Mathematical Sciences: Inverse Spectral Problems and Meromorphic Solutions of Differential Equations

数学科学：反谱问题和微分方程的亚纯解

• 批准号: 9623121
• 负责人: Friedrich Gesztesy
• 金额: $ 4.19万
• 依托单位: University of Missouri-Columbia
• 依托单位国家: 美国
• 项目类别: Standard Grant
• 财政年份: 1996
• 资助国家: 美国
• 起止时间: 1996-07-15 至 1998-06-30
• 项目状态: 已结题
• 来源: https://www.nsf.gov/awardsearch/showAward?AWD_ID=9623121&HistoricalAwards=false
• 关键词: Mathematical; Sciences; Inverse; Spectral; Problems

ABSTRACT Proposal: DMS- 9623121 PI: Gesztesy Gesztesy proposes to study two related areas in differential equations pertaining to inverse spectral theory and meromorphic solutions of systems of ordinary differential equations related to integrable evolution equations. The first area is connected to inverse spectral theory and the characterization of isospectral sets of potential coefficients for the Schrodinger equation and representations of solutions of integrable systems such as the Korteweg-de Vries (KdV) equation.

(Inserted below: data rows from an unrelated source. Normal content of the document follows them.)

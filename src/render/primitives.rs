//! Line and polygon rasterization.

use crate::color::Rgba;
use crate::framebuffer::Framebuffer;
use crate::geometry::Point;

/// Strokes at or below this width use the anti-aliased hairline.
const HAIRLINE_WIDTH: f64 = 1.5;

// ============================================================================
// Line Drawing
// ============================================================================

/// Draw an anti-aliased line using Wu's algorithm.
///
/// Wu's algorithm plots two pixels at each step along the major axis,
/// weighting each by its distance from the ideal line.
pub fn draw_line_aa(fb: &mut Framebuffer, from: Point, to: Point, color: Rgba) {
    let (mut x0, mut y0, mut x1, mut y1) = (from.x, from.y, to.x, to.y);
    let steep = (y1 - y0).abs() > (x1 - x0).abs();
    if steep {
        std::mem::swap(&mut x0, &mut y0);
        std::mem::swap(&mut x1, &mut y1);
    }
    if x0 > x1 {
        std::mem::swap(&mut x0, &mut x1);
        std::mem::swap(&mut y0, &mut y1);
    }

    let dx = x1 - x0;
    let gradient = if dx.abs() < f64::EPSILON { 1.0 } else { (y1 - y0) / dx };
    let mut put = |major: i64, minor: i64, intensity: f64| {
        if steep {
            plot(fb, minor, major, color, intensity);
        } else {
            plot(fb, major, minor, color, intensity);
        }
    };

    // First endpoint
    let xend = x0.round();
    let yend = y0 + gradient * (xend - x0);
    let xgap = rfpart(x0 + 0.5);
    let xpxl1 = xend as i64;
    put(xpxl1, yend.floor() as i64, rfpart(yend) * xgap);
    put(xpxl1, yend.floor() as i64 + 1, fpart(yend) * xgap);
    let mut intery = yend + gradient;

    // Second endpoint
    let xend = x1.round();
    let yend = y1 + gradient * (xend - x1);
    let xgap = fpart(x1 + 0.5);
    let xpxl2 = xend as i64;
    put(xpxl2, yend.floor() as i64, rfpart(yend) * xgap);
    put(xpxl2, yend.floor() as i64 + 1, fpart(yend) * xgap);

    for x in (xpxl1 + 1)..xpxl2 {
        let ipart = intery.floor() as i64;
        put(x, ipart, rfpart(intery));
        put(x, ipart + 1, fpart(intery));
        intery += gradient;
    }
}

#[inline]
fn plot(fb: &mut Framebuffer, x: i64, y: i64, color: Rgba, intensity: f64) {
    if x < 0 || y < 0 || x >= i64::from(fb.width()) || y >= i64::from(fb.height()) {
        return;
    }
    let alpha = (f64::from(color.a) * intensity.clamp(0.0, 1.0)).round() as u8;
    fb.blend_pixel(x as u32, y as u32, color.with_alpha(alpha));
}

#[inline]
fn fpart(x: f64) -> f64 {
    x - x.floor()
}

#[inline]
fn rfpart(x: f64) -> f64 {
    1.0 - fpart(x)
}

/// Stroke a polyline. Hairlines are anti-aliased; wider strokes are
/// rasterized as one quad per segment.
pub fn stroke_polyline(fb: &mut Framebuffer, points: &[Point], width: f64, color: Rgba) {
    if width <= HAIRLINE_WIDTH {
        for pair in points.windows(2) {
            draw_line_aa(fb, pair[0], pair[1], color);
        }
        return;
    }

    let half = width / 2.0;
    let quads: Vec<Vec<Point>> = points
        .windows(2)
        .filter_map(|pair| {
            let (a, b) = (pair[0], pair[1]);
            let length = a.distance(b);
            if length < f64::EPSILON {
                return None;
            }
            let nx = -(b.y - a.y) / length * half;
            let ny = (b.x - a.x) / length * half;
            Some(vec![a.offset(nx, ny), b.offset(nx, ny), b.offset(-nx, -ny), a.offset(-nx, -ny)])
        })
        .collect();
    for quad in &quads {
        fill_polygons(fb, std::slice::from_ref(quad), color);
    }
}

// ============================================================================
// Polygon Fill
// ============================================================================

/// Fill polygons with the even-odd rule, sampling pixel centers.
///
/// All rings are filled together, so a ring inside another cuts a hole.
pub fn fill_polygons(fb: &mut Framebuffer, rings: &[Vec<Point>], color: Rgba) {
    let edges: Vec<(Point, Point)> = rings
        .iter()
        .flat_map(|ring| {
            ring.iter()
                .zip(ring.iter().cycle().skip(1))
                .take(ring.len())
                .map(|(a, b)| (*a, *b))
        })
        .filter(|(a, b)| (a.y - b.y).abs() > f64::EPSILON)
        .collect();
    if edges.is_empty() {
        return;
    }

    let (min_y, max_y) = edges.iter().fold((f64::INFINITY, f64::NEG_INFINITY), |acc, (a, b)| {
        (acc.0.min(a.y).min(b.y), acc.1.max(a.y).max(b.y))
    });
    let first_row = min_y.floor().max(0.0) as i64;
    let last_row = max_y.ceil().min(f64::from(fb.height())) as i64;

    let mut crossings: Vec<f64> = Vec::new();
    for row in first_row..last_row {
        let sample_y = row as f64 + 0.5;
        crossings.clear();
        for (a, b) in &edges {
            let (top, bottom) = if a.y < b.y { (a, b) } else { (b, a) };
            if sample_y >= top.y && sample_y < bottom.y {
                let t = (sample_y - top.y) / (bottom.y - top.y);
                crossings.push(top.x + t * (bottom.x - top.x));
            }
        }
        crossings.sort_by(f64::total_cmp);
        for span in crossings.chunks_exact(2) {
            let start = (span[0] - 0.5).ceil() as i64;
            let end = (span[1] - 0.5).ceil() as i64;
            fb.blend_span(start, end, row, color);
        }
    }
}

// ============================================================================
// Tests
// ============================================================================

#[cfg(test)]
mod tests {
    use super::*;

    fn white(width: u32, height: u32) -> Framebuffer {
        let mut fb = Framebuffer::new(width, height).expect("framebuffer creation should succeed");
        fb.clear(Rgba::WHITE);
        fb
    }

    #[test]
    fn test_aa_horizontal_line_hits_row() {
        let mut fb = white(100, 100);
        draw_line_aa(&mut fb, Point::new(10.0, 50.0), Point::new(90.0, 50.0), Rgba::BLACK);
        assert_eq!(fb.get_pixel(50, 50), Some(Rgba::BLACK));
        assert_eq!(fb.get_pixel(50, 20), Some(Rgba::WHITE));
    }

    #[test]
    fn test_aa_line_out_of_bounds_is_clipped() {
        let mut fb = white(50, 50);
        draw_line_aa(&mut fb, Point::new(-20.0, -20.0), Point::new(80.0, 80.0), Rgba::BLACK);
        assert_ne!(fb.get_pixel(25, 25), Some(Rgba::WHITE));
    }

    #[test]
    fn test_fill_square() {
        let mut fb = white(40, 40);
        let square = vec![
            Point::new(10.0, 10.0),
            Point::new(30.0, 10.0),
            Point::new(30.0, 30.0),
            Point::new(10.0, 30.0),
        ];
        fill_polygons(&mut fb, &[square], Rgba::RED);
        assert_eq!(fb.get_pixel(10, 10), Some(Rgba::RED));
        assert_eq!(fb.get_pixel(29, 29), Some(Rgba::RED));
        assert_eq!(fb.get_pixel(30, 30), Some(Rgba::WHITE));
        assert_eq!(fb.get_pixel(5, 20), Some(Rgba::WHITE));
    }

    #[test]
    fn test_fill_even_odd_hole() {
        let mut fb = white(40, 40);
        let outer = vec![
            Point::new(0.0, 0.0),
            Point::new(40.0, 0.0),
            Point::new(40.0, 40.0),
            Point::new(0.0, 40.0),
        ];
        let inner = vec![
            Point::new(10.0, 10.0),
            Point::new(30.0, 10.0),
            Point::new(30.0, 30.0),
            Point::new(10.0, 30.0),
        ];
        fill_polygons(&mut fb, &[outer, inner], Rgba::BLUE);
        assert_eq!(fb.get_pixel(2, 2), Some(Rgba::BLUE));
        assert_eq!(fb.get_pixel(20, 20), Some(Rgba::WHITE));
    }

    #[test]
    fn test_wide_stroke_covers_width() {
        let mut fb = white(40, 40);
        stroke_polyline(
            &mut fb,
            &[Point::new(5.0, 20.0), Point::new(35.0, 20.0)],
            6.0,
            Rgba::GREEN,
        );
        assert_eq!(fb.get_pixel(20, 18), Some(Rgba::GREEN));
        assert_eq!(fb.get_pixel(20, 21), Some(Rgba::GREEN));
        assert_eq!(fb.get_pixel(20, 25), Some(Rgba::WHITE));
    }

    #[test]
    fn test_degenerate_polygon_is_ignored() {
        let mut fb = white(10, 10);
        fill_polygons(&mut fb, &[vec![Point::new(1.0, 1.0), Point::new(8.0, 1.0)]], Rgba::RED);
        assert_eq!(fb.get_pixel(4, 1), Some(Rgba::WHITE));
    }
}
//! Retained path geometry for surfaces without a native path API.

use std::f64::consts::{PI, TAU};
use std::fmt::Write as _;

use crate::geometry::{Point, Rect};

/// Curve samples used when measuring a path's extent.
const BOUNDS_STEPS: usize = 16;

/// One path-building operation, in surface pixels.
#[derive(Debug, Clone, Copy, PartialEq)]
pub enum PathSegment {
    /// Start a new subpath.
    MoveTo(Point),
    /// Straight segment.
    LineTo(Point),
    /// Quadratic Bezier.
    QuadTo {
        /// Control point.
        control: Point,
        /// End point.
        to: Point,
    },
    /// Cubic Bezier.
    CubicTo {
        /// First control point.
        c1: Point,
        /// Second control point.
        c2: Point,
        /// End point.
        to: Point,
    },
    /// Clockwise circular arc, angles in radians from the +x axis.
    Arc {
        /// Circle center.
        center: Point,
        /// Circle radius.
        radius: f64,
        /// Start angle.
        start: f64,
        /// End angle.
        end: f64,
    },
    /// Close the current subpath.
    Close,
}

/// A sequence of [`PathSegment`]s.
#[derive(Debug, Clone, PartialEq, Default)]
pub struct Path {
    segments: Vec<PathSegment>,
}

impl Path {
    /// Empty path.
    #[must_use]
    pub fn new() -> Self {
        Self::default()
    }

    /// Append a segment.
    pub fn push(&mut self, segment: PathSegment) {
        self.segments.push(segment);
    }

    /// Drop all segments.
    pub fn clear(&mut self) {
        self.segments.clear();
    }

    /// Segments in order.
    #[must_use]
    pub fn segments(&self) -> &[PathSegment] {
        &self.segments
    }

    /// Whether the path has no segments.
    #[must_use]
    pub fn is_empty(&self) -> bool {
        self.segments.is_empty()
    }

    /// Flatten into polylines, one per subpath. Curves are sampled with
    /// `steps` points each; closed subpaths repeat their first point.
    #[must_use]
    pub fn flatten(&self, steps: usize) -> Vec<Vec<Point>> {
        let steps = steps.max(1);
        let mut polylines: Vec<Vec<Point>> = Vec::new();
        let mut current: Vec<Point> = Vec::new();

        for segment in &self.segments {
            match *segment {
                PathSegment::MoveTo(p) => {
                    if current.len() > 1 {
                        polylines.push(std::mem::take(&mut current));
                    }
                    current.clear();
                    current.push(p);
                }
                PathSegment::LineTo(p) => current.push(p),
                PathSegment::QuadTo { control, to } => {
                    let from = current.last().copied().unwrap_or(control);
                    current.extend((1..=steps).map(|i| {
                        let t = i as f64 / steps as f64;
                        let a = from.lerp(control, t);
                        let b = control.lerp(to, t);
                        a.lerp(b, t)
                    }));
                }
                PathSegment::CubicTo { c1, c2, to } => {
                    let from = current.last().copied().unwrap_or(c1);
                    current.extend((1..=steps).map(|i| {
                        let t = i as f64 / steps as f64;
                        let u = 1.0 - t;
                        Point::new(
                            u * u * u * from.x
                                + 3.0 * u * u * t * c1.x
                                + 3.0 * u * t * t * c2.x
                                + t * t * t * to.x,
                            u * u * u * from.y
                                + 3.0 * u * u * t * c1.y
                                + 3.0 * u * t * t * c2.y
                                + t * t * t * to.y,
                        )
                    }));
                }
                PathSegment::Arc { center, radius, start, end } => {
                    let sweep = arc_sweep(start, end);
                    current.extend((0..=steps).map(|i| {
                        let angle = start + sweep * i as f64 / steps as f64;
                        Point::new(center.x + radius * angle.cos(), center.y + radius * angle.sin())
                    }));
                }
                PathSegment::Close => {
                    if let Some(&first) = current.first() {
                        current.push(first);
                        polylines.push(std::mem::take(&mut current));
                        current.push(first);
                    }
                }
            }
        }
        if current.len() > 1 {
            polylines.push(current);
        }
        polylines
    }

    /// Extent of the path, curves included, or `None` when empty.
    #[must_use]
    pub fn bounds(&self) -> Option<Rect> {
        let starts = self.segments.iter().filter_map(|segment| match *segment {
            PathSegment::MoveTo(p) => Some(p),
            _ => None,
        });
        Rect::bounding(self.flatten(BOUNDS_STEPS).into_iter().flatten().chain(starts))
    }

    /// SVG path data (`d` attribute).
    #[must_use]
    pub fn to_svg_data(&self) -> String {
        let mut d = String::new();
        let mut has_point = false;
        for segment in &self.segments {
            // Writing to a String cannot fail.
            let _ = match *segment {
                PathSegment::MoveTo(p) => {
                    has_point = true;
                    write!(d, "M{} {} ", p.x, p.y)
                }
                PathSegment::LineTo(p) => write!(d, "L{} {} ", p.x, p.y),
                PathSegment::QuadTo { control, to } => {
                    write!(d, "Q{} {} {} {} ", control.x, control.y, to.x, to.y)
                }
                PathSegment::CubicTo { c1, c2, to } => write!(
                    d,
                    "C{} {} {} {} {} {} ",
                    c1.x, c1.y, c2.x, c2.y, to.x, to.y
                ),
                PathSegment::Arc { center, radius, start, end } => {
                    let at = |a: f64| {
                        Point::new(center.x + radius * a.cos(), center.y + radius * a.sin())
                    };
                    let from = at(start);
                    let joiner = if has_point { 'L' } else { 'M' };
                    has_point = true;
                    let _ = write!(d, "{joiner}{} {} ", from.x, from.y);
                    let sweep = arc_sweep(start, end);
                    if sweep >= TAU - 1e-9 {
                        // SVG cannot express a full circle as one arc.
                        let half = at(start + PI);
                        let _ = write!(d, "A{radius} {radius} 0 0 1 {} {} ", half.x, half.y);
                        write!(d, "A{radius} {radius} 0 0 1 {} {} ", from.x, from.y)
                    } else {
                        let to = at(start + sweep);
                        let large = u8::from(sweep > PI);
                        write!(d, "A{radius} {radius} 0 {large} 1 {} {} ", to.x, to.y)
                    }
                }
                PathSegment::Close => write!(d, "Z "),
            };
        }
        d.trim_end().to_string()
    }
}

/// Clockwise sweep from `start` to `end`, in `0..=TAU`.
fn arc_sweep(start: f64, end: f64) -> f64 {
    let raw = end - start;
    if raw >= TAU {
        TAU
    } else {
        raw.rem_euclid(TAU)
    }
}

Building upon recently developed trace formulas for (multi-dimensional) Schrodinger operators in terms of appropriate Krein spectral shift functions and a general device for constructing isospectral potential coefficients, he intends to continue recent work on the inverse spectral problem for confining potentials and inverse spectral theory for short-range interactions. In connection with the second area, he proposes a strategy to solve the problem of characterizing all elliptic algebro-geometric finite-gap solutions of general matrix hierarchies of completely integrable evolution equations. In particular, Gesztesy proposes to continue work which recently led to a solution of this characterization problem for the KdV hierarchy on the basis of a newly developed approach centered around a theorem of Picard. Inverse spectral theory has significant applications in atomic, molecular, and nuclear physics and in areas as wide-ranging as computer tomography, acoustics, electromagnetics, resolution of structural/material properties of media, and aviation technology. Similarly, completely integrable equations play a vital role in nonlinear optics and especially in soliton-based optical communications systems. Gesztesy' work can be expected to have an impact on these areas.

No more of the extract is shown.